OIH first was described in the peer-reviewed literature in 1943 [
2], but has garnered increasing attention over the past two decades. Controlled preclinical experiments have defined OIH in animals as a decrease in pain threshold from baseline after chronic administration of opioids [
3••]. There still is no accepted operational definition of OIH amongst researchers in human clinical trials; hyperalgesia is defined either as decrease in pain threshold or pain tolerance after chronic opioid exposure. Pain threshold is the first experience of pain from a given stimulus, and pain tolerance is the amount of pain from a given stimulus a person can handle before seeking relief (eg, the amount of time before stopping an experimental pain procedure due to pain, or amount of time before seeking pain-relieving therapy). Threshold and tolerance are two different constructs with, potentially, two different psychophysical mechanisms. Given the lack of consensus definition of OIH amongst pain researchers, it can be difficult to compare results across studies and draw firm conclusions.
Additionally, OIH often is confused with opioid tolerance, allodynia, and withdrawal-associated hyperalgesia (WAH).
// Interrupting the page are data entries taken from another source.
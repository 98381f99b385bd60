//! Image payload handle.

use serde::{Deserialize, Serialize};

/// An image as stored: either an inline `data:` URI or an external URL.
///
/// The content is opaque to the sync layer; only its size matters, for
/// budgeting writes before they reach the storage engine.
#[derive(Debug, Clone, PartialEq, Eq, Hash, Default, Serialize, Deserialize)]
#[serde(transparent)]
pub struct ImagePayload(String);

impl ImagePayload {
    pub fn new(value: impl Into<String>) -> Self {
        Self(value.into())
    }

    pub fn as_str(&self) -> &str {
        &self.0
    }

    pub fn is_empty(&self) -> bool {
        self.0.is_empty()
    }

    /// Bytes this payload occupies once stored.
    pub fn byte_len(&self) -> u64 {
        self.0.len() as u64
    }

    pub fn is_data_uri(&self) -> bool {
        self.0.starts_with("data:")
    }
}

impl From<&str> for ImagePayload {
    fn from(value: &str) -> Self {
        Self::new(value)
    }
}

impl From<String> for ImagePayload {
    fn from(value: String) -> Self {
        Self(value)
    }
}

/// Total stored size of a list of payloads.
pub fn payload_bytes<'a>(images: impl IntoIterator<Item = &'a ImagePayload>) -> u64 {
    images.into_iter().map(ImagePayload::byte_len).sum()
}

#[cfg(test)]
mod tests {
    use super::*;

    #[test]
    fn test_payload_accounting() {
        let inline = ImagePayload::from("data:image/png;base64,AAAA");
        let external = ImagePayload::from("https://example.com/a.jpg");

        assert!(inline.is_data_uri());
        assert!(!external.is_data_uri());
        assert_eq!(payload_bytes([&inline, &external]), 26 + 25);
        assert_eq!(serde_json::to_string(&external).unwrap(), "\"https://example.com/a.jpg\"");
    }
}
These three syndromes can manifest similar symptoms, but need to be clinically differentiated from OIH due to differing effective interventions. offers a guideline for practitioners in the diagnosis and treatment strategies for all of them. Opioid tolerance occurs when increasing amounts of opioids are required to produce the same desired effect; an increase in opioid dose would be the intervention when opioid tolerance is associated with decreased analgesic efficacy. Allodynia is the experience of pain from a benign stimulus (eg, persons suffering from temporomandibular joint disorder will feel excruciating pain from light touch or cold foods). It can be treated with opioids, nonopioid analgesics, or surgical intervention. Finally, WAH is the experience of diffuse joint pain and body aches, which occur when detoxifying from chronic opioid use or skipping/missing scheduled doses; it is time-limited and can be treated with NSAIDs, clonidine, controlled taper of an opioid (if desired), or strict schedule of opioid dosing.
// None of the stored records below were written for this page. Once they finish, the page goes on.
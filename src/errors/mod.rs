//! Error handling module for sitekeeper.
//!
//! Provides the central error type used by storage writes, the restore pipeline
//! and the CLI boundary. Remote fetch problems are not errors here: they are
//! [`crate::remote::FetchFailure`] values that the reconciler absorbs.

/// Error codes as constants to avoid stringly-typed errors.
#[allow(dead_code)]
pub mod codes {
    pub const STORAGE_ERROR: &str = "STORAGE_ERROR";
    pub const PARSE_ERROR: &str = "PARSE_ERROR";
    pub const VALIDATION_ERROR: &str = "VALIDATION_ERROR";
    pub const VERIFICATION_FAILED: &str = "VERIFICATION_FAILED";
    pub const PAYLOAD_TOO_LARGE: &str = "PAYLOAD_TOO_LARGE";
    pub const FETCH_ERROR: &str = "FETCH_ERROR";
    pub const IO_ERROR: &str = "IO_ERROR";
    pub const INTERNAL_ERROR: &str = "INTERNAL_ERROR";
}

/// Application error type.
#[derive(Debug)]
pub enum AppError {
    /// The storage engine rejected a write
    Storage(String),
    /// A backup or document could not be parsed
    Parse(String),
    /// A backup parsed but lacks required sections
    Validation(String),
    /// Post-restore read-back did not match what was written
    Verification {
        expected: String,
        found: Option<String>,
    },
    /// Planned writes exceed the configured payload budget
    PayloadTooLarge { size: u64, limit: u64 },
    /// HTTP client could not be built or used outside reconciliation
    Fetch(String),
    /// Filesystem error
    Io(String),
    /// Internal error
    Internal(String),
}

impl AppError {
    /// Get the error code for this error.
    pub fn error_code(&self) -> &'static str {
        match self {
            AppError::Storage(_) => codes::STORAGE_ERROR,
            AppError::Parse(_) => codes::PARSE_ERROR,
            AppError::Validation(_) => codes::VALIDATION_ERROR,
            AppError::Verification { .. } => codes::VERIFICATION_FAILED,
            AppError::PayloadTooLarge { .. } => codes::PAYLOAD_TOO_LARGE,
            AppError::Fetch(_) => codes::FETCH_ERROR,
            AppError::Io(_) => codes::IO_ERROR,
            AppError::Internal(_) => codes::INTERNAL_ERROR,
        }
    }

    /// Get the error message.
    pub fn message(&self) -> String {
        match self {
            AppError::Storage(msg) => msg.clone(),
            AppError::Parse(msg) => msg.clone(),
            AppError::Validation(msg) => msg.clone(),
            AppError::Verification { expected, found } => format!(
                "Verification failed: expected version {}, found {}",
                expected,
                found.as_deref().unwrap_or("nothing")
            ),
            AppError::PayloadTooLarge { size, limit } => format!(
                "Payload of {} bytes exceeds the {} byte budget",
                size, limit
            ),
            AppError::Fetch(msg) => msg.clone(),
            AppError::Io(msg) => msg.clone(),
            AppError::Internal(msg) => msg.clone(),
        }
    }

    /// Operator-facing follow-up for errors that have one.
    pub fn user_hint(&self) -> Option<&'static str> {
        match self {
            AppError::Storage(_) => Some("Failed to persist data. Clear local data manually and retry."),
            AppError::Verification { .. } => Some("The restore did not verify. Please retry."),
            AppError::PayloadTooLarge { .. } => {
                Some("Compress images or raise SITEKEEPER_MAX_PAYLOAD_MB before restoring.")
            }
            _ => None,
        }
    }
}

impl std::fmt::Display for AppError {
    fn fmt(&self, f: &mut std::fmt::Formatter<'_>) -> std::fmt::Result {
        write!(f, "{}: {}", self.error_code(), self.message())
    }
}

impl std::error::Error for AppError {}

impl From<sqlx::Error> for AppError {
    fn from(err: sqlx::Error) -> Self {
        tracing::error!("Storage error: {:?}", err);
        AppError::Storage(format!("Storage error: {}", err))
    }
}

impl From<serde_json::Error> for AppError {
    fn from(err: serde_json::Error) -> Self {
        tracing::error!("JSON error: {:?}", err);
        AppError::Parse(format!("JSON error: {}", err))
    }
}

impl From<reqwest::Error> for AppError {
    fn from(err: reqwest::Error) -> Self {
        tracing::error!("HTTP client error: {:?}", err);
        AppError::Fetch(format!("HTTP client error: {}", err))
    }
}

impl From<std::io::Error> for AppError {
    fn from(err: std::io::Error) -> Self {
        tracing::error!("I/O error: {:?}", err);
        AppError::Io(format!("I/O error: {}", err))
    }
}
It is not yet known what changes in the peripheral or central nervous systems cause OIH. Given that OIH is associated with chronic administration of opioids, it is theorized that neural plasticity in one or more aspects of the nervous system occurs before the onset of hyperalgesia. Likely neural candidates underlying OIH include the μ-opioid receptor, glutamate receptor, other excitatory neuropeptides, or the descending inhibitory pathway. This review explores recent research in OIH, looking at important preclinical and clinical experiments that are assisting scientists and clinicians in understanding this phenomenon. Additionally, important individual differences that impact on the experience of OIH are discussed. Finally, there will be a balanced discussion on the diagnosis, treatment, and clinical significance of OIH.